In this workshop, participants will learn about how their own phones are used to track their activity online. They will discover Exodus : an application which allows people to identify the trackers used by each application installed on their smartphones.

Target group
All, Job seekers, School drop outs, Students (secondary school)
Age group
Adults, Elderly citizens, Teenagers
Proficiency level i
Level 1
Activity sheet
Copyright i
Creative Commons (BY-SA)
English, French , Français

General Objective

Skillset building

Preparation time for facilitator

less than 1 hour

Competence area

4 - Safety

Time needed to complete activity (for learner)

0 - 1 hour

Name of author

Nothing 2hide

Support material needed for training

Android smartphone-Whiteboard or other writing surface

Resource originally created in

Workshop directions


This workshop will expose the many cookies used by mobile app developers to harvest the personal data we produce via our smartphones. We use all kinds of apps on Android: games, useful applications etc. These are downloaded and installed via the app Google Play. Many apps are preinstalled by the manufacturer or by the network through which you bought the phone. You will have noticed that when you install an app on your smartphone, it asks permission to access functionalities and data on your phone: camera, mic, memory, contacts, etc.

This is actually only the tip of the iceberg (which is already not so great: what business does the game Golf Duck have with your camera and contacts?). There is of course also the rest of the iceberg hidden below the surface: all these applications communicate with online services, sometimes legitimately (for example your weather app needs to communicate with online weather forecasting services) but sometimes and even often: less legitimately! All this has been invisible for the majority of users without advanced technical knowledge, until Exodus arrived!

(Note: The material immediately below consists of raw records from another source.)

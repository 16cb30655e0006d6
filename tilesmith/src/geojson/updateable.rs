//! Id-addressable view of a GeoJSON document, the target of source diffs.

use super::{Feature, FeatureCollection, FeatureId, GeoJson, Geometry};
use crate::expression::Properties;
use serde::Deserialize;
use indexmap::IndexMap;
use serde_json::Value;

/// Features by id, iterated in the order they were added.
pub type UpdateableGeoJson = IndexMap<FeatureId, Feature>;

#[derive(Debug, Clone, Default, PartialEq, Deserialize)]
#[serde(rename_all = "camelCase", default)]
pub struct GeoJsonSourceDiff {
    pub remove_all: bool,
    pub remove: Vec<FeatureId>,
    pub add: Vec<Feature>,
    pub update: Vec<GeoJsonFeatureDiff>,
}

#[derive(Debug, Clone, PartialEq, Deserialize)]
#[serde(rename_all = "camelCase")]
pub struct GeoJsonFeatureDiff {
    pub id: FeatureId,
    #[serde(default)]
    pub new_geometry: Option<Geometry>,
    #[serde(default)]
    pub remove_all_properties: bool,
    #[serde(default)]
    pub remove_properties: Vec<String>,
    #[serde(default)]
    pub add_or_update_properties: Vec<PropertyUpdate>,
}

#[derive(Debug, Clone, PartialEq, Deserialize)]
pub struct PropertyUpdate {
    pub key: String,
    pub value: Value,
}

/// Index the document by feature id. Only possible when every feature has an id,
/// and no id repeats.
pub fn to_updateable(geojson: &GeoJson, promote_id: Option<&str>) -> Option<UpdateableGeoJson> {
    match geojson {
        GeoJson::Feature(feature) => {
            let id = feature.feature_id(promote_id)?;
            Some(IndexMap::from([(id, feature.clone())]))
        }
        GeoJson::FeatureCollection(collection) => {
            let mut updateable = IndexMap::with_capacity(collection.features.len());
            for feature in &collection.features {
                let id = feature.feature_id(promote_id)?;
                if updateable.insert(id, feature.clone()).is_some() {
                    return None;
                }
            }
            Some(updateable)
        }
        GeoJson::Geometry(_) => None,
    }
}

/// Apply removals, additions and updates, in this order. Updates of unknown
/// features are ignored.
pub fn apply_source_diff(
    updateable: &mut UpdateableGeoJson,
    diff: &GeoJsonSourceDiff,
    promote_id: Option<&str>,
) {
    if diff.remove_all {
        updateable.clear();
    }

    for id in &diff.remove {
        updateable.shift_remove(id);
    }

    for feature in &diff.add {
        if let Some(id) = feature.feature_id(promote_id) {
            updateable.insert(id, feature.clone());
        }
    }

    for update in &diff.update {
        let Some(feature) = updateable.get_mut(&update.id) else {
            log::debug!("Ignoring update of unknown feature {:?}.", update.id);
            continue;
        };

        if let Some(geometry) = &update.new_geometry {
            feature.geometry = Some(geometry.clone());
        }

        if !update.remove_all_properties
            && update.remove_properties.is_empty()
            && update.add_or_update_properties.is_empty()
        {
            continue;
        }

        let properties = feature.properties.get_or_insert_with(Properties::new);
        if update.remove_all_properties {
            properties.clear();
        } else {
            for key in &update.remove_properties {
                properties.remove(key);
            }
        }

        for PropertyUpdate { key, value } in &update.add_or_update_properties {
            properties.insert(key.clone(), value.clone());
        }
    }
}

impl From<&UpdateableGeoJson> for GeoJson {
    fn from(updateable: &UpdateableGeoJson) -> Self {
        GeoJson::FeatureCollection(FeatureCollection {
            features: updateable.values().cloned().collect(),
        })
    }
}

#[cfg(test)]
mod tests {
    use super::*;
    use crate::geojson::Position;
    use serde_json::json;

    fn point(id: i64, x: f64) -> Feature {
        Feature::new(Geometry::Point {
            coordinates: Position(x, 0.),
        })
        .with_id(id)
    }

    fn collection(features: Vec<Feature>) -> GeoJson {
        GeoJson::FeatureCollection(FeatureCollection { features })
    }

    #[test]
    fn documents_without_unique_ids_are_not_updateable() {
        assert!(to_updateable(&collection(vec![point(1, 0.), point(2, 1.)]), None).is_some());
        assert!(to_updateable(&collection(vec![point(1, 0.), point(1, 1.)]), None).is_none());

        let anonymous = Feature::new(Geometry::Point {
            coordinates: Position(0., 0.),
        });
        assert!(to_updateable(&collection(vec![point(1, 0.), anonymous]), None).is_none());
    }

    #[test]
    fn promoted_ids() {
        let feature = point(1, 0.).with_properties(
            json!({"code": "PL"}).as_object().cloned().unwrap(),
        );
        let updateable = to_updateable(&GeoJson::Feature(feature), Some("code")).unwrap();
        assert!(updateable.contains_key(&FeatureId::String("PL".to_owned())));
    }

    #[test]
    fn add_then_remove_restores_the_original() {
        let original = to_updateable(&collection(vec![point(1, 0.), point(2, 1.)]), None).unwrap();
        let mut updateable = original.clone();

        let added = point(3, 2.);
        apply_source_diff(
            &mut updateable,
            &GeoJsonSourceDiff {
                add: vec![added],
                ..Default::default()
            },
            None,
        );
        assert_eq!(updateable.len(), 3);

        apply_source_diff(
            &mut updateable,
            &GeoJsonSourceDiff {
                remove: vec![FeatureId::Int(3)],
                ..Default::default()
            },
            None,
        );
        assert_eq!(updateable, original);
    }

    #[test]
    fn updating_geometry_and_properties() {
        let mut updateable = to_updateable(
            &collection(vec![point(1, 0.).with_properties(
                json!({"a": 1, "b": 2, "c": 3}).as_object().cloned().unwrap(),
            )]),
            None,
        )
        .unwrap();

        let diff: GeoJsonSourceDiff = serde_json::from_value(json!({
            "update": [
                {
                    "id": 1,
                    "newGeometry": {"type": "Point", "coordinates": [5, 5]},
                    "removeProperties": ["a"],
                    "addOrUpdateProperties": [{"key": "b", "value": 20}, {"key": "d", "value": "x"}]
                },
                {"id": 42, "removeAllProperties": true}
            ]
        }))
        .unwrap();
        apply_source_diff(&mut updateable, &diff, None);

        let feature = &updateable[&FeatureId::Int(1)];
        assert_eq!(
            feature.geometry,
            Some(Geometry::Point {
                coordinates: Position(5., 5.)
            })
        );
        assert_eq!(
            feature.properties,
            json!({"b": 20, "c": 3, "d": "x"}).as_object().cloned()
        );
    }

    #[test]
    fn features_keep_their_order() {
        let mut updateable =
            to_updateable(&collection(vec![point(5, 0.), point(3, 1.), point(8, 2.)]), None)
                .unwrap();
        apply_source_diff(
            &mut updateable,
            &GeoJsonSourceDiff {
                remove: vec![FeatureId::Int(8)],
                add: vec![point(0, 3.)],
                ..Default::default()
            },
            None,
        );

        assert_eq!(
            updateable.keys().collect::<Vec<_>>(),
            vec![&FeatureId::Int(5), &FeatureId::Int(3), &FeatureId::Int(0)]
        );
        let GeoJson::FeatureCollection(collection) = GeoJson::from(&updateable) else {
            panic!("expected a collection");
        };
        let ids: Vec<_> = collection
            .features
            .iter()
            .map(|feature| feature.feature_id(None))
            .collect();
        assert_eq!(
            ids,
            vec![
                Some(FeatureId::Int(5)),
                Some(FeatureId::Int(3)),
                Some(FeatureId::Int(0))
            ]
        );
    }

    #[test]
    fn remove_all_comes_before_add() {
        let mut updateable = to_updateable(&collection(vec![point(1, 0.)]), None).unwrap();
        apply_source_diff(
            &mut updateable,
            &GeoJsonSourceDiff {
                remove_all: true,
                add: vec![point(2, 0.)],
                ..Default::default()
            },
            None,
        );
        assert_eq!(updateable.keys().collect::<Vec<_>>(), vec![&FeatureId::Int(2)]);
    }
}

Exodus is an app whose objective is: ‘to list the applications you have installed from Google Play and tells you what are the trackers used by each application. The application does not analyse the installed applications on your smartphone but retrieves the reports available on the Exodus platform and does not contain trackers.’

Facilitation tip: It is better that participants use their own smartphones for this workshop.


In advance of the workshop, on a whiteboard or whatever surface you have available, draw a table with:

  • 3 columns with the headings Yellow|Red|Application
  • As many rows as participants (and write the names of each phone owner)

You will use through the next steps.

Have participants install the app directly here or ask them to go to the Play Store and search for it themselves before downloading.

The app is easily recognisable through its logo:



They can now launch the app. It will now list all applications on their phone and show the readout under this format:


Ask the group to count how many trackers (yellow) and authorisations (red) they have in total and note their score on the table next to their names as well as the name of the application with the worst score.

Note to facilitator: To not make uncomfortable users of online dating apps or whatever else, it is best they carry out the count alone. We here to discuss privacy  – respect it, including during the workshop.

Once the table is complete, ask the group to have a look at the details, paying attention to the apps listed. Leave them 5-10 minutes to research the apps they have (installed and certainly forgotten).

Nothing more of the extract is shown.